CHIAPAS. Luego de cuatro años de guerra en el municipio de Pantelhó entre las autodefensas “El Machete” y el grupo criminal “Los Herreras”, lo que provocó el desplazamiento de miles de familias, este mes comenzaron a retornar a sus hogares los lugareños tras la incursión en el municipio de elementos de la Guardia Nacional y de la Secretaría de la Defensa Nacional (Sedena) a finales del año pasado.
Este sábado, el lugar se convirtió en un espacio de diálogo, reconciliación y fraternidad con la llegada del gobernador Eduardo Ramírez Aguilar, quien puso en marcha el Programa de Paz y Cultura para Chiapas, una iniciativa que busca acercar las instituciones al pueblo y brindar apoyos a los sectores en condiciones de mayor vulnerabilidad.
Ataviado con la vestimenta tradicional y acompañado de su esposa Sofía Espinoza Abarca y su hija Renata Ramírez, el mandatario hizo un llamado firme a la unidad y el respeto como pilares fundamentales para alcanzar la paz duradera y garantizar mejores condiciones de vida para todas y todos.
“Construir la paz significa despojarnos del orgullo y no querer imponer nuestras ideas. Eso nos ayuda a evitar y resolver conflictos. No quiero un Chiapas enfrentado; hoy vengo a ser árbitro y mediador, a cumplir la responsabilidad que el pueblo me dio para lograr la unidad, por eso estoy aquí”, enfatizó.
Ramírez Aguilar lamentó el abandono en el que se encontraba Pantelhó, asegurando que esa etapa quedó atrás, pues su administración está comprometida en atender las demandas ciudadanas; en ese sentido, anunció que se priorizarán acciones en educación, salud y vivienda, así como apoyos para el campo, la niñez y las mujeres.
La secretaria general de Gobierno y Mediación, Patricia del Carmen Conde Ruiz, informó que a partir de este sábado en Pantelhó se implementarán diversos proyectos y programas institucionales al servicio del pueblo; además, se contará con el respaldo de la Guardia Nacional, la Defensa y otras autoridades de seguridad, con el objetivo de restaurar la unidad y la paz.
El presidente concejal de Pantelhó, Juan Gómez Sántiz, agradeció las acciones del gobierno estatal para fortalecer el tejido social y recuperar la confianza de la ciudadanía, que anhela un futuro de paz en el que las familias puedan salir a las calles sin miedo.

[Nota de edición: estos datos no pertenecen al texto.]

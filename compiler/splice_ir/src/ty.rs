//! Declared C++ types as recognised by the type matcher.

use std::fmt;

/// A declared type: qualifiers, a base name, container arguments and
/// indirection depth.
///
/// `depth` counts pointer stars and array dimensions added by a declarator.
/// The type matcher itself always produces depth 0; the declaration
/// extractor adds depth while unwrapping `*x` and `x[n]`.
#[derive(Clone, Eq, PartialEq, Hash, Debug, Default)]
pub struct DeclaredType {
    pub is_static: bool,
    pub is_const: bool,
    pub is_inline: bool,
    /// Normalised base spelling: `int`, `long long`, `vector`, `map`, ...
    pub base: String,
    /// Container arguments, empty for primitives.
    pub args: Vec<DeclaredType>,
    /// `T::iterator`
    pub is_iterator: bool,
    pub depth: u32,
}

impl DeclaredType {
    /// A plain primitive with no qualifiers.
    pub fn primitive(base: impl Into<String>) -> Self {
        DeclaredType {
            base: base.into(),
            ..DeclaredType::default()
        }
    }

    /// A container instantiated with the given arguments.
    pub fn container(base: impl Into<String>, args: Vec<DeclaredType>) -> Self {
        DeclaredType {
            base: base.into(),
            args,
            ..DeclaredType::default()
        }
    }

    /// Copy of this type with additional indirection.
    #[must_use]
    pub fn with_depth(&self, extra: u32) -> Self {
        DeclaredType {
            depth: self.depth + extra,
            ..self.clone()
        }
    }

    pub fn is_container(&self) -> bool {
        !self.args.is_empty()
    }
}

impl fmt::Display for DeclaredType {
    fn fmt(&self, f: &mut fmt::Formatter<'_>) -> fmt::Result {
        if self.is_static {
            f.write_str("static ")?;
        }
        if self.is_const {
            f.write_str("const ")?;
        }
        if self.is_inline {
            f.write_str("inline ")?;
        }
        f.write_str(&self.base)?;
        if !self.args.is_empty() {
            f.write_str("<")?;
            for (i, arg) in self.args.iter().enumerate() {
                if i > 0 {
                    f.write_str(", ")?;
                }
                write!(f, "{arg}")?;
            }
            f.write_str(">")?;
        }
        if self.is_iterator {
            f.write_str("::iterator")?;
        }
        for _ in 0..self.depth {
            f.write_str("*")?;
        }
        Ok(())
    }
}
//! Curly-brace bookkeeping over lines and whole programs.

use splice_ir::{Token, TokenKind};
use splice_lexer::{filter_space, tokenize};
use std::collections::BTreeMap;

/// Braces a line leaves unmatched.
#[derive(Copy, Clone, Eq, PartialEq, Debug, Default)]
pub struct ExtraBraces {
    /// Unmatched `}` as the first token.
    pub extra_close: bool,
    /// Unmatched `{` as the last token.
    pub extra_open: bool,
    /// The line is a label (`name:`), which brace checks skip.
    pub is_label: bool,
}

/// Brace counter over the whole text never drops below zero and ends at zero.
pub fn braces_acceptable(program: &str) -> bool {
    let mut counter = 0i64;
    for token in tokenize(program) {
        match token.kind {
            TokenKind::OpenCurly => counter += 1,
            TokenKind::CloseCurly => counter -= 1,
            _ => {}
        }
        if counter < 0 {
            return false;
        }
    }
    counter == 0
}

fn is_label(tokens: &[Token]) -> bool {
    match tokens {
        [.., last] if last.is_op(":") => true,
        [.., colon, last] => colon.is_op(":") && last.kind == TokenKind::Semicolon,
        _ => false,
    }
}

/// Unmatched braces of one line.
///
/// `None` when an unmatched brace sits anywhere but the two ends.
pub fn extra_braces(line: &str) -> Option<ExtraBraces> {
    let tokens = filter_space(&tokenize(line));
    if is_label(&tokens) {
        return Some(ExtraBraces {
            is_label: true,
            ..ExtraBraces::default()
        });
    }

    let mut stack: Vec<(usize, TokenKind)> = Vec::new();
    for (idx, token) in tokens.iter().enumerate() {
        match token.kind {
            TokenKind::OpenCurly => stack.push((idx, token.kind)),
            TokenKind::CloseCurly => {
                if stack.last().is_some_and(|(_, kind)| *kind == TokenKind::OpenCurly) {
                    stack.pop();
                } else {
                    stack.push((idx, token.kind));
                }
            }
            _ => {}
        }
    }

    let mut extra = ExtraBraces::default();
    for (idx, kind) in stack {
        if kind == TokenKind::CloseCurly && idx == 0 {
            extra.extra_close = true;
        } else if kind == TokenKind::OpenCurly && idx + 1 == tokens.len() {
            extra.extra_open = true;
        } else {
            return None;
        }
    }
    Some(extra)
}

/// Lines sharing an indentation level must hand braces to each other: a
/// line ending in `{` is followed at its level by one starting with `}`.
pub fn check_braces<S: AsRef<str>>(lines: &[S], indent: &[u32]) -> bool {
    let mut by_level: BTreeMap<u32, Vec<&str>> = BTreeMap::new();
    for (line, level) in lines.iter().zip(indent) {
        by_level.entry(*level).or_default().push(line.as_ref());
    }

    for (level, level_lines) in by_level {
        let mut infos = Vec::with_capacity(level_lines.len());
        for line in level_lines {
            match extra_braces(line) {
                Some(info) if info.is_label => {}
                Some(info) => infos.push(info),
                None => return false,
            }
        }
        let (Some(first), Some(last)) = (infos.first(), infos.last()) else {
            continue;
        };
        if first.extra_close || last.extra_open {
            tracing::debug!(indent = level, "brace left open at indentation level");
            return false;
        }
        if infos.windows(2).any(|w| w[0].extra_open != w[1].extra_close) {
            return false;
        }
    }
    true
}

En representación de la población, Ana Gómez López relató que durante mucho tiempo el pueblo vivió bajo el control de grupos criminales, lo que obligó a muchas familias a abandonar sus hogares por temor a perder la vida. No obstante, aseguró que hoy confían en el gobierno de Eduardo Ramírez, convencidos de que trabaja para devolver la seguridad.